Im Jahr 2008 machte das Thema Biokraftstoffe jedoch weltweit Negativschlagzeilen, und zwar hauptsächlich im Zusammenhang mit den steigenden Nahrungsmittelpreisen. Die Arbeit der EUA im Bereich Biokraftstoffe beschränkt sich zwar auf die umweltbezogenen Vor- und Nachteile, doch auch hier wird das Thema kontrovers diskutiert.
Eine Bioenergieproduktion in großtechnischem Maßstab bringt besonders im Hinblick auf die veränderte Flächennutzung erhebliche Umweltrisiken mit sich. Böden und Pflanzen sind die beiden größten CO2 Speicher auf der Erde — sie enthalten doppelt so viel Kohlenstoff wie unsere Atmosphäre. Bei einer groß angelegten Umwandlung von Waldflächen, Torfböden und Weideland in Nutzflächen für den Anbau von Biokraftstoffpflanzen würde mehr CO2 freigesetzt als eingespart.
Die Ausweitung des Anbaus von Feldfrüchten zur Deckung der kombinierten Nachfrage nach Nahrungsmitteln und Kraftstoffen würde sich massiv auf die biologische Vielfalt in Europa auswirken und die Boden- und Wasserressourcen erheblich belasten. Die Nebeneffekte, so genannte „indirekte Veränderungen der Flächennutzung“, würden überall auf der Welt spürbar werden: Wenn Europa seine Lebensmittelexporte zurückfährt, würden andere Länder die Nahrungsmittelproduktion erhöhen, um die entstandene Lücke zu schließen. Dies könnte weltweit signifikante Auswirkungen auf die Lebensmittelpreise haben.

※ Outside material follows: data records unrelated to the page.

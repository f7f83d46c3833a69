//! Transition system
//!
//! The deterministic symbolic simulator at the heart of every analysis. A run
//! interleaves three transitions on a mutable [`State`]: *start* (consume
//! input tokens, enqueue a remaining firing time), *end* (dequeue, produce
//! output tokens) and *clock step* (advance time by the smallest remaining
//! firing time). All enabled transitions are taken before time advances, so
//! the execution is a function of the graph and the storage distribution.
//!
//! Each time the output actor completes its repetition-vector-many firings
//! the state is compared against the stored iteration-boundary states; a
//! match means steady state, and the throughput is the number of iterations
//! on the recurrence cycle divided by its span in ticks. A clock step with no
//! firing in flight is a deadlock: throughput zero.
//!
//! Run modes layer three orthogonal refinements over the base rules:
//!
//! * **distribution-driven**: buffer channels start at their allocated
//!   storage instead of their initial tokens, minus the initial tokens of
//!   the channel whose space they model;
//! * **Ning-Gao**: actors own a shared output buffer `sp[a]`; firings claim
//!   space on start, the last reader releases it, and the start scan repeats
//!   until no new firing is enabled so same-time chains are followed;
//! * **binding-aware**: a firing must be at the head of its tile's
//!   static-order schedule, completion times stretch by TDMA waiting, and
//!   clock steps rotate the TDMA wheels.
//!
//! After a run the periodic phase is optionally replayed to collect causal
//! dependencies (which actor waited on which) into a [`DependencyMatrix`];
//! cycles in that matrix yield the storage dependencies that guide the
//! trade-off explorer.

#![forbid(unsafe_code)]

use tracing::{debug, trace};

use crate::binding::BindingContext;
use crate::dependencies::DependencyMatrix;
use crate::graph::{ActorId, ChannelId, Ticks, TimedGraph, Tokens};
use crate::repetition::RepetitionVector;
use crate::state::{State, StoredStates};
use crate::throughput::Throughput;
use crate::AnalysisError;

/// Caps that keep a diverging run from exhausting memory.
#[derive(Debug, Clone, Copy)]
pub struct ExecLimits {
    /// Maximum number of iteration-boundary states kept per run.
    pub max_stored_states: usize,
}

impl Default for ExecLimits {
    fn default() -> Self {
        Self { max_stored_states: 1 << 20 }
    }
}

/// How a run initialises channels and which refinements are active.
#[derive(Debug, Clone, Copy)]
pub(crate) enum RunMode<'a> {
    /// Channels start at their initial tokens; storage is unbounded.
    SelfTimed,
    /// Buffer channels start at the allocated storage `sp[c]`.
    Distribution {
        /// Storage per channel; read only where `buffer_channels` is true.
        sp: &'a [Tokens],
        /// Which channels model storage space and take their size from `sp`.
        buffer_channels: &'a [bool],
    },
    /// Shared output buffers: `sp[a]` bounds the tokens actor `a` may have
    /// unconsumed across all its output channels.
    NingGao {
        /// Storage per actor.
        sp: &'a [Tokens],
    },
}

impl RunMode<'_> {
    fn is_ning_gao(&self) -> bool {
        matches!(self, RunMode::NingGao { .. })
    }

    fn dependency_gate(&self) -> Option<&[bool]> {
        match self {
            RunMode::Distribution { buffer_channels, .. } => Some(buffer_channels),
            _ => None,
        }
    }
}

/// Result of one simulation run.
#[derive(Debug)]
pub(crate) struct RunOutcome {
    pub throughput: Throughput,
    /// Per-channel storage-dependency marks (meaningful when the run was
    /// asked to analyze dependencies, and on early storage failures).
    pub dep: Vec<bool>,
    /// First firing time per actor (Ning-Gao runs only; empty otherwise).
    pub start_times: Vec<Ticks>,
}

/// The simulator. One instance serves many runs over the same graph; each
/// run rebuilds its state and stored-state list.
pub(crate) struct TransitionSystem<'a> {
    g: &'a TimedGraph,
    binding: Option<&'a BindingContext>,
    in_channels: Vec<Vec<ChannelId>>,
    out_channels: Vec<Vec<ChannelId>>,
    exec_times: Vec<Ticks>,
    output_actor: ActorId,
    output_rep_cnt: u64,
    current: State,
    previous: State,
    stored: StoredStates,
    ning_gao: bool,
}
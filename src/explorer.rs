//! Throughput / storage-space trade-off exploration
//!
//! A monotone lattice search over storage allocations. The seed is the
//! per-channel lower bound for positive throughput; every simulated
//! allocation contributes successors that enlarge one storage-dependent
//! channel by that channel's coarsest useful step, `gcd(p, c)`. Sets of
//! equal total size are explored in increasing size order, pruned to their
//! throughput-maximal members, and dropped entirely when a smaller size
//! already achieves their throughput. The search stops at a caller-supplied
//! throughput bound or once the graph's maximal throughput is reached.
//!
//! Two spaces drive the shared search:
//!
//! * the **capacity space** for plain graphs: auto-concurrency is first
//!   excluded with a one-token self-loop per actor, then every non-self-edge
//!   channel gets a reverse channel carrying its storage allocation, so the
//!   plain simulator observes back-pressure. Distributions are indexed by
//!   the original channels.
//! * the **binding space** for binding-aware graphs: the rewrite has
//!   already materialised storage as channels marked as storage-modelling;
//!   distributions range over all channels of the rewritten graph.

#![forbid(unsafe_code)]

use num_integer::Integer;
use tracing::debug;

use crate::binding::BindingAwareGraph;
use crate::distribution::{Lattice, StorageDistribution, StorageDistributionSet};
use crate::graph::{ChannelId, TimedGraph, Tokens};
use crate::platform::{FlowType, Mapping, PlatformGraph};
use crate::repetition::RepetitionVector;
use crate::throughput::Throughput;
use crate::transition::{ExecLimits, RunMode, TransitionSystem};
use crate::AnalysisError;

/// Lower bound on the storage of a channel with rates `p`, `c` and `t`
/// initial tokens below which it can never sustain positive throughput.
pub(crate) fn channel_lower_bound(p: Tokens, c: Tokens, t: Tokens) -> Tokens {
    let g = p.gcd(&c);
    p + c - g + t % g
}

/// The coarsest storage step that can change feasibility.
pub(crate) fn channel_size_step(p: Tokens, c: Tokens) -> Tokens {
    p.gcd(&c)
}

/// One trade-off space: how to simulate an allocation, which successors a
/// dependency generates, and when the search may stop.
pub(crate) trait DistributionSpace {
    /// Simulate `d`, filling its throughput and dependency marks.
    fn evaluate(&mut self, d: &mut StorageDistribution) -> Result<(), AnalysisError>;

    /// Enlarged allocations suggested by the dependencies of `d`.
    fn successors(&self, d: &StorageDistribution) -> Vec<StorageDistribution>;

    /// True once a set reaching `thr` ends the search.
    fn should_stop(&self, thr: Throughput) -> bool;
}

/// The shared search loop: explore sets in increasing size order, prune
/// non-minimal allocations, purge everything past the stopping set, and
/// replace a deadlocking seed with the all-zero point.
pub(crate) fn find_minimal_distributions<S: DistributionSpace>(
    space: &mut S,
    seed: StorageDistribution,
) -> Result<Vec<StorageDistributionSet>, AnalysisError> {
    let mut lattice = Lattice::new();
    debug!(sz = seed.sz, "seeding trade-off exploration");
    lattice.add_to_checklist(seed);

    let mut idx = 0;
    let mut stopped = false;
    while idx < lattice.len() {
        let mut di = 0;
        while di < lattice.set(idx).distributions.len() {
            let mut d = lattice.set(idx).distributions[di].clone();
            space.evaluate(&mut d)?;
            if d.thr > lattice.set(idx).thr {
                lattice.set_mut(idx).thr = d.thr;
            }
            for successor in space.successors(&d) {
                lattice.add_to_checklist(successor);
            }
            lattice.set_mut(idx).distributions[di] = d;
            di += 1;
        }
        lattice.minimize_set(idx);

        let thr = lattice.set(idx).thr;
        debug!(sz = lattice.set(idx).sz, thr = thr.as_f64(), "explored distribution set");
        if space.should_stop(thr) {
            stopped = true;
            break;
        }
        if lattice.set(idx).distributions.is_empty() {
            lattice.remove_set(idx);
        } else {
            idx += 1;
        }
    }
    if stopped {
        lattice.truncate_after(idx);
    }

    let mut sets = lattice.into_sets();
    // A deadlocking lower bound is not a minimal allocation; the honest
    // minimum for zero throughput is no storage at all.
    if let Some(first) = sets.first_mut() {
        if first.thr.is_zero() {
            first.sz = 0;
            for d in &mut first.distributions {
                d.sz = 0;
                d.sp.fill(0);
            }
        }
    }
    Ok(sets)
}

/// A plain graph extended so the simulator observes storage back-pressure:
/// one-token self-loops exclude auto-concurrency, and each non-self-edge
/// channel gains a reverse channel holding its free space.
pub(crate) struct CapacityModel {
    pub graph: TimedGraph,
    /// Reverse (storage) channel of each original channel; `None` on
    /// self-edges.
    pub reverse: Vec<Option<ChannelId>>,
    /// Per extended channel: does it carry a storage allocation.
    pub buffer_channels: Vec<bool>,
}

impl CapacityModel {
    pub fn build(g: &TimedGraph) -> Result<Self, AnalysisError> {
        let mut graph = g.clone();

        for (a, _) in g.actors() {
            graph.connect(a, 1, a, 1, 1)?;
        }

        let mut reverse = vec![None; g.nr_channels()];
        for (c, ch) in g.channels() {
            if ch.is_self_edge() {
                continue;
            }
            let rev =
                graph.connect_storage(ch.dst, ch.dst_rate, ch.src, ch.src_rate, 0, c)?;
            reverse[c.as_usize()] = Some(rev);
        }

        let buffer_channels = graph
            .channels()
            .map(|(_, ch)| ch.models_storage_space())
            .collect();

        Ok(Self { graph, reverse, buffer_channels })
    }

    /// Spread an allocation over the original channels onto the reverse
    /// channels of the extended graph.
    pub fn extend_allocation(&self, sp: &[Tokens]) -> Vec<Tokens> {
        let mut extended = vec![0; self.graph.nr_channels()];
        for (c, rev) in self.reverse.iter().enumerate() {
            if let Some(rev) = rev {
                extended[rev.as_usize()] = sp[c];
            }
        }
        extended
    }

    /// Pull per-extended-channel dependency marks back onto the original
    /// channels.
    fn collapse_dependencies(&self, dep: &[bool]) -> Vec<bool> {
        self.reverse
            .iter()
            .map(|rev| rev.map_or(false, |r| dep[r.as_usize()]))
            .collect()
    }

    /// An allocation large enough not to constrain the steady state: the
    /// initial tokens plus one full iteration of production and consumption
    /// per channel.
    pub fn saturated_allocation(&self, g: &TimedGraph, q: &RepetitionVector) -> Vec<Tokens> {
        g.channels()
            .map(|(_, ch)| {
                ch.initial_tokens + ch.src_rate * q.entry(ch.src) + ch.dst_rate * q.entry(ch.dst)
            })
            .collect()
    }
}

/// Throughput of `g` once auto-concurrency is excluded and every channel has
/// a saturating storage allocation. This is the finite-state stand-in for
/// the self-timed throughput of graphs that are not strongly connected.
pub(crate) fn saturated_throughput(g: &TimedGraph) -> Result<Throughput, AnalysisError> {
    let model = CapacityModel::build(g)?;
    let q = RepetitionVector::compute(g)?;
    let sp = model.extend_allocation(&model.saturated_allocation(g, &q));
    let mut ts = TransitionSystem::new(&model.graph, None, ExecLimits::default())?;
    let outcome = ts.execute(
        RunMode::Distribution { sp: &sp, buffer_channels: &model.buffer_channels },
        false,
    )?;
    Ok(outcome.throughput)
}

struct CapacitySpace<'m> {
    original: &'m TimedGraph,
    model: &'m CapacityModel,
    ts: TransitionSystem<'m>,
    steps: Vec<Tokens>,
    thr_bound: f64,
    use_bounds: bool,
    max_thr: Throughput,
}

impl DistributionSpace for CapacitySpace<'_> {
    fn evaluate(&mut self, d: &mut StorageDistribution) -> Result<(), AnalysisError> {
        let sp = self.model.extend_allocation(&d.sp);
        let outcome = self.ts.execute(
            RunMode::Distribution { sp: &sp, buffer_channels: &self.model.buffer_channels },
            true,
        )?;
        d.thr = outcome.throughput;
        d.dep = self.model.collapse_dependencies(&outcome.dep);
        Ok(())
    }

    fn successors(&self, d: &StorageDistribution) -> Vec<StorageDistribution> {
        let mut out = Vec::new();
        for (c, ch) in self.original.channels() {
            let i = c.as_usize();
            if !d.dep[i] || ch.is_self_edge() {
                continue;
            }
            if self.use_bounds && d.sp[i] >= ch.initial_tokens {
                continue;
            }
            out.push(d.enlarged(i, self.steps[i]));
        }
        out
    }

    fn should_stop(&self, thr: Throughput) -> bool {
        thr.as_f64() >= self.thr_bound || thr == self.max_thr
    }
}

/// Pareto-minimal storage allocations of a plain graph against a throughput
/// bound.
///
/// The result lists distribution sets in increasing total size, each tagged
/// with the maximal throughput its allocations reach; exploration stops at
/// the first set meeting `thr_bound` (or the graph's maximal throughput) and
/// everything beyond it is discarded. With `use_bounds`, channels are never
/// grown past their initial-token allocation.
pub fn analyze_buffer_tradeoff(
    g: &TimedGraph,
    thr_bound: f64,
    use_bounds: bool,
) -> Result<Vec<StorageDistributionSet>, AnalysisError> {
    g.validate()?;
    let model = CapacityModel::build(g)?;
    let q = RepetitionVector::compute(g)?;

    let mut min_sz = Vec::with_capacity(g.nr_channels());
    let mut steps = Vec::with_capacity(g.nr_channels());
    for (_, ch) in g.channels() {
        let (p, c, t) = (ch.src_rate, ch.dst_rate, ch.initial_tokens);
        let lb = if ch.is_self_edge() {
            p + c.max(t)
        } else {
            channel_lower_bound(p, c, t).max(t)
        };
        min_sz.push(lb);
        steps.push(channel_size_step(p, c));
    }

    let mut space = CapacitySpace {
        original: g,
        model: &model,
        ts: TransitionSystem::new(&model.graph, None, ExecLimits::default())?,
        steps,
        thr_bound,
        use_bounds,
        max_thr: Throughput::zero(),
    };

    // Measure the maximal reachable throughput at a saturating allocation;
    // the search stops once a set attains it.
    let mut saturated = StorageDistribution::new(model.saturated_allocation(g, &q));
    space.evaluate(&mut saturated)?;
    space.max_thr = saturated.thr;

    find_minimal_distributions(&mut space, StorageDistribution::new(min_sz))
}

struct BindingSpace<'m> {
    graph: &'m TimedGraph,
    buffer_channels: Vec<bool>,
    ts: TransitionSystem<'m>,
    steps: Vec<Tokens>,
    thr_bound: f64,
    use_bounds: bool,
}

impl DistributionSpace for BindingSpace<'_> {
    fn evaluate(&mut self, d: &mut StorageDistribution) -> Result<(), AnalysisError> {
        let outcome = self.ts.execute(
            RunMode::Distribution { sp: &d.sp, buffer_channels: &self.buffer_channels },
            true,
        )?;
        d.thr = outcome.throughput;
        d.dep = outcome.dep;
        Ok(())
    }

    fn successors(&self, d: &StorageDistribution) -> Vec<StorageDistribution> {
        let mut out = Vec::new();
        for (c, ch) in self.graph.channels() {
            let i = c.as_usize();
            if !d.dep[i] || ch.is_self_edge() {
                continue;
            }
            if self.use_bounds && d.sp[i] >= ch.initial_tokens {
                continue;
            }
            out.push(d.enlarged(i, self.steps[i]));
        }
        out
    }

    fn should_stop(&self, thr: Throughput) -> bool {
        // No finite maximal throughput is known for a bound graph; only the
        // caller's bound (or an unbounded measurement) ends the search.
        thr.as_f64() >= self.thr_bound || thr == Throughput::unbounded()
    }
}

/// Pareto-minimal storage allocations of a graph bound to a platform.
///
/// Distributions range over every channel of the binding-aware rewrite of
/// `g`; only channels modelling storage space take their size from the
/// allocation (and can be enlarged), the others keep their initial tokens
/// but still contribute their lower bound to the total size.
pub fn analyze_binding_aware_buffer_tradeoff(
    g: &TimedGraph,
    platform: &PlatformGraph,
    mapping: &Mapping,
    flow: FlowType,
    thr_bound: f64,
    use_bounds: bool,
) -> Result<Vec<StorageDistributionSet>, AnalysisError> {
    g.validate()?;
    let bag = BindingAwareGraph::build(g, platform, mapping, flow)?;
    let graph = &bag.graph;

    let buffer_channels: Vec<bool> =
        graph.channels().map(|(_, ch)| ch.models_storage_space()).collect();

    let mut min_sz = Vec::with_capacity(graph.nr_channels());
    let mut steps = Vec::with_capacity(graph.nr_channels());
    for (c, ch) in graph.channels() {
        let (p, cr, t) = (ch.src_rate, ch.dst_rate, ch.initial_tokens);
        let lb = if ch.is_self_edge() {
            p + cr
        } else if buffer_channels[c.as_usize()] {
            // Storage allocations replace the initial tokens on buffer
            // channels, so those do not raise the bound.
            channel_lower_bound(p, cr, t)
        } else {
            channel_lower_bound(p, cr, t).max(t)
        };
        min_sz.push(lb);
        steps.push(channel_size_step(p, cr));
    }

    let mut space = BindingSpace {
        graph,
        buffer_channels,
        ts: TransitionSystem::new(graph, Some(bag.binding()), ExecLimits::default())?,
        steps,
        thr_bound,
        use_bounds,
    };

    find_minimal_distributions(&mut space, StorageDistribution::new(min_sz))
}
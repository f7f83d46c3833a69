//! Shared output-buffer sizing (Ning-Gao model)
//!
//! In this model every actor owns one output buffer shared by all its output
//! channels: a firing claims space when it starts, and the space returns
//! only when the last consumer has taken its copy of the token set. The
//! trade-off space therefore ranges over *actors*, not channels, with a step
//! of one token.
//!
//! The search runs to the graph's maximal throughput and keeps the smallest
//! allocation reaching it. Alongside the allocation, the simulator's last
//! run yields per-actor start times of a static periodic schedule: actors
//! that fired fewer times than the busiest one are shifted by whole periods
//! so the offsets line up, then everything is rebased to time zero.

#![forbid(unsafe_code)]

use tracing::debug;

use crate::distribution::{StorageDistribution, StorageDistributionSet};
use crate::explorer::{find_minimal_distributions, DistributionSpace};
use crate::graph::{Ticks, TimedGraph, Tokens};
use crate::throughput::{analyze_throughput, Throughput};
use crate::transition::{ExecLimits, RunMode, TransitionSystem};
use crate::AnalysisError;

/// Result of the Ning-Gao sizing: the chosen per-actor allocation, its
/// throughput, and start times of a rate-optimal static periodic schedule.
#[derive(Debug, Clone)]
pub struct NingGaoResult {
    /// The minimal allocation reaching maximal throughput; `sp` is indexed
    /// by actor id.
    pub distribution: StorageDistribution,
    /// Throughput of that allocation.
    pub throughput: Throughput,
    /// First firing time per actor, rebased so the earliest is zero.
    pub start_times: Vec<Ticks>,
    /// The explored Pareto front, in increasing total size.
    pub sets: Vec<StorageDistributionSet>,
}

struct NingGaoSpace<'g> {
    graph: &'g TimedGraph,
    ts: TransitionSystem<'g>,
    max_thr: Throughput,
    last_start_times: Vec<Ticks>,
}

impl DistributionSpace for NingGaoSpace<'_> {
    fn evaluate(&mut self, d: &mut StorageDistribution) -> Result<(), AnalysisError> {
        let outcome = self.ts.execute(RunMode::NingGao { sp: &d.sp }, true)?;
        d.thr = outcome.throughput;
        d.dep = outcome.dep;
        self.last_start_times = outcome.start_times;
        Ok(())
    }

    fn successors(&self, d: &StorageDistribution) -> Vec<StorageDistribution> {
        // A storage-dependent channel asks for one more token of space on
        // its producer's shared buffer. Several channels of one producer may
        // suggest the same successor; the checklist deduplicates.
        let mut out = Vec::new();
        for (c, ch) in self.graph.channels() {
            if d.dep[c.as_usize()] {
                out.push(d.enlarged(ch.src.as_usize(), 1));
            }
        }
        out
    }

    fn should_stop(&self, thr: Throughput) -> bool {
        // The search runs until the unconstrained throughput is matched; for
        // a graph that deadlocks even unbounded, that is the seed itself.
        thr == self.max_thr
    }
}

/// Smallest per-actor shared output buffers that preserve the graph's
/// maximal throughput, with a static periodic schedule for them.
pub fn analyze_ning_gao(g: &TimedGraph) -> Result<NingGaoResult, AnalysisError> {
    g.validate()?;
    let max_thr = analyze_throughput(g)?;
    debug!(max_thr = max_thr.as_f64(), "sizing shared output buffers");

    // One token of space per actor, or enough to hold the initial tokens of
    // its fullest output channel.
    let mut min_sz: Vec<Tokens> = vec![1; g.nr_actors()];
    for (_, ch) in g.channels() {
        let src = ch.src.as_usize();
        if ch.initial_tokens > min_sz[src] {
            min_sz[src] = ch.initial_tokens;
        }
    }

    let mut space = NingGaoSpace {
        graph: g,
        ts: TransitionSystem::new(g, None, ExecLimits::default())?,
        max_thr,
        last_start_times: Vec::new(),
    };

    let sets = find_minimal_distributions(&mut space, StorageDistribution::new(min_sz))?;

    let distribution = sets
        .last()
        .and_then(|s| s.distributions.first())
        .cloned()
        .expect("the seed set always survives the search");

    // Re-run the chosen allocation so the reported start times belong to it.
    let mut chosen = distribution.clone();
    space.evaluate(&mut chosen)?;

    Ok(NingGaoResult {
        throughput: chosen.thr,
        distribution: chosen,
        start_times: space.last_start_times,
        sets,
    })
}

#[cfg(test)]
mod tests {
    use super::*;
    use crate::graph::{Actor, ActorId};

    fn actor(g: &mut TimedGraph, name: &str, t: u64) -> ActorId {
        g.add_actor(Actor::with_execution(name, "proc", t))
    }

    #[test]
    fn feedback_loop_needs_one_token_per_actor() {
        let mut g = TimedGraph::new("loop");
        let a = actor(&mut g, "a", 1);
        let b = actor(&mut g, "b", 1);
        g.connect(a, 1, b, 1, 0).unwrap();
        g.connect(b, 1, a, 1, 1).unwrap();

        let result = analyze_ning_gao(&g).unwrap();
        assert_eq!(result.throughput, Throughput::from_cycle(1, 2));
        assert_eq!(result.distribution.sp, vec![1, 1]);
        assert_eq!(result.start_times.len(), 2);
        assert!(result.start_times.contains(&0));
    }

    #[test]
    fn initial_tokens_raise_the_seed() {
        let mut g = TimedGraph::new("tokens");
        let a = actor(&mut g, "a", 1);
        let b = actor(&mut g, "b", 1);
        g.connect(a, 1, b, 1, 3).unwrap();
        g.connect(b, 1, a, 1, 0).unwrap();

        let result = analyze_ning_gao(&g).unwrap();
        // Actor a must at least hold its three initial tokens.
        assert!(result.distribution.sp[a.as_usize()] >= 3);
        assert!(!result.throughput.is_zero());
    }

    #[test]
    fn sets_report_increasing_sizes() {
        let mut g = TimedGraph::new("loop2");
        let a = actor(&mut g, "a", 2);
        let b = actor(&mut g, "b", 2);
        g.connect(a, 1, b, 1, 0).unwrap();
        g.connect(b, 1, a, 1, 2).unwrap();

        let result = analyze_ning_gao(&g).unwrap();
        for w in result.sets.windows(2) {
            assert!(w[0].sz < w[1].sz);
        }
        assert_eq!(result.throughput, result.sets.last().unwrap().thr);
    }
}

Die Risiken in Europa könnten mit den richtigen Ackerkulturen und Bewirtschaftungsmethoden freilich minimiert werden. Biokraftstoffe, die beispielsweise aus Abfällen gewonnen werden, bieten in der Tat Umweltvorteile. Vor diesem Hintergrund hat sich die EUA mit der Frage befasst, wie sich der heraufziehende Bioenergieboom weiterentwickeln könnte und ob er unseren Energiebedarf decken kann, ohne der Umwelt zu schaden.
Fachbegriffe Biomasse: Bezeichnet lebende und vor kurzem abgestorbene Biomaterie, beispielsweise aus Feldfrüchten, Bäumen, Algen, Agrar — oder Forstrückständen oder Abfallströmen. Bioenergie: Alle Energieformen, die aus Biomasse gewonnen werden, einschließlich Biokraftstoffe. Biokraftstoff: Flüssigkraftstoffe für den Verkehr, die aus Biomasse hergestellt werden (2). |
Die Europäische Kommission hat ein verbindliches Ziel vorgegeben: Bis 2020 sollen 20 % der gesamten Energie in Europa aus erneuerbaren Energiequellen stammen (d. h. alle Formen von erneuerbaren Energien: Wind, Sonne, Wellen usw. sowie Bioenergie). Derzeit liegt der Anteil der erneuerbaren Energien am Energieverbrauch in Europa bei 6,7 %. Zwei Drittel davon stammen aus Biomasse.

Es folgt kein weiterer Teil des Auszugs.